(What you are asked to do) Give the lines of the material verbatim, from the first line to the line with "proceso corre; sin", including both.

━━━ Supplied entries

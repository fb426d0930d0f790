// [libs/infra/db/src/client.rs]
use crate::errors::DbError;
use crate::schema::apply_full_schema;
use libsql::{Builder, Connection, Database};
use std::sync::Arc;
use tracing::{info, error, instrument};

/// Envoltorio fino sobre `libsql::Database` que asegura que el esquema
/// está nivelado antes de que el primer caller reciba una conexión.
#[derive(Clone)]
pub struct DbClient {
    database_driver: Arc<Database>,
    /// Mantiene viva una base `:memory:` mientras el proceso corre; sin
    /// esto SQLite purgaría el esquema entre conexiones efímeras.
    _memory_anchor: Option<Arc<Connection>>,
}

impl DbClient {
    #[instrument(skip(access_token))]
    pub async fn connect(connection_url: &str, access_token: Option<String>) -> Result<Self, DbError> {
        if connection_url.is_empty() {
            return Err(DbError::ConfigurationError("DATABASE_URL is empty".into()));
        }

        info!("🔌 [DATABASE]: Connecting to [{}]", connection_url);

        let is_remote = connection_url.starts_with("libsql://") || connection_url.starts_with("https://");
        let is_memory = connection_url.contains(":memory:") || connection_url.contains("mode=memory");

        let driver = if is_remote {
            let token = access_token
                .ok_or_else(|| DbError::ConfigurationError("remote DATABASE_URL requires TURSO_AUTH_TOKEN".into()))?;
            Builder::new_remote(connection_url.to_string(), token).build().await
        } else {
            Builder::new_local(connection_url).build().await
        }
        .map_err(|e| DbError::ConnectionError(e.to_string()))?;

        let driver = Arc::new(driver);
        let mut anchor = None;

        if is_memory {
            let anchor_conn = driver.connect().map_err(|e| DbError::ConnectionError(e.to_string()))?;
            apply_full_schema(&anchor_conn).await.map_err(|e| DbError::ConnectionError(e.to_string()))?;
            anchor = Some(Arc::new(anchor_conn));
        } else {
            let bootstrap_conn = driver.connect().map_err(|e| DbError::ConnectionError(e.to_string()))?;
            apply_full_schema(&bootstrap_conn).await.map_err(|e| DbError::ConnectionError(e.to_string()))?;
        }

        Ok(Self { database_driver: driver, _memory_anchor: anchor })
    }

    pub fn get_connection(&self) -> Result<Connection, DbError> {
        self.database_driver.connect().map_err(|e| {
            error!("⚠️ [POOL_FAULT]: connection allocation failed: {}", e);
            DbError::ConnectionError(e.to_string())
        })
    }
}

━━━━━━

(Task response)
repository fb426d0930d0f790
// [libs/infra/db/src/client.rs]
use crate::errors::DbError;
use crate::schema::apply_full_schema;
use libsql::{Builder, Connection, Database};
use std::sync::Arc;
use tracing::{info, error, instrument};

/// Envoltorio fino sobre `libsql::Database` que asegura que el esquema
/// está nivelado antes de que el primer caller reciba una conexión.
#[derive(Clone)]
pub struct DbClient {
    database_driver: Arc<Database>,
    /// Mantiene viva una base `:memory:` mientras el proceso corre; sin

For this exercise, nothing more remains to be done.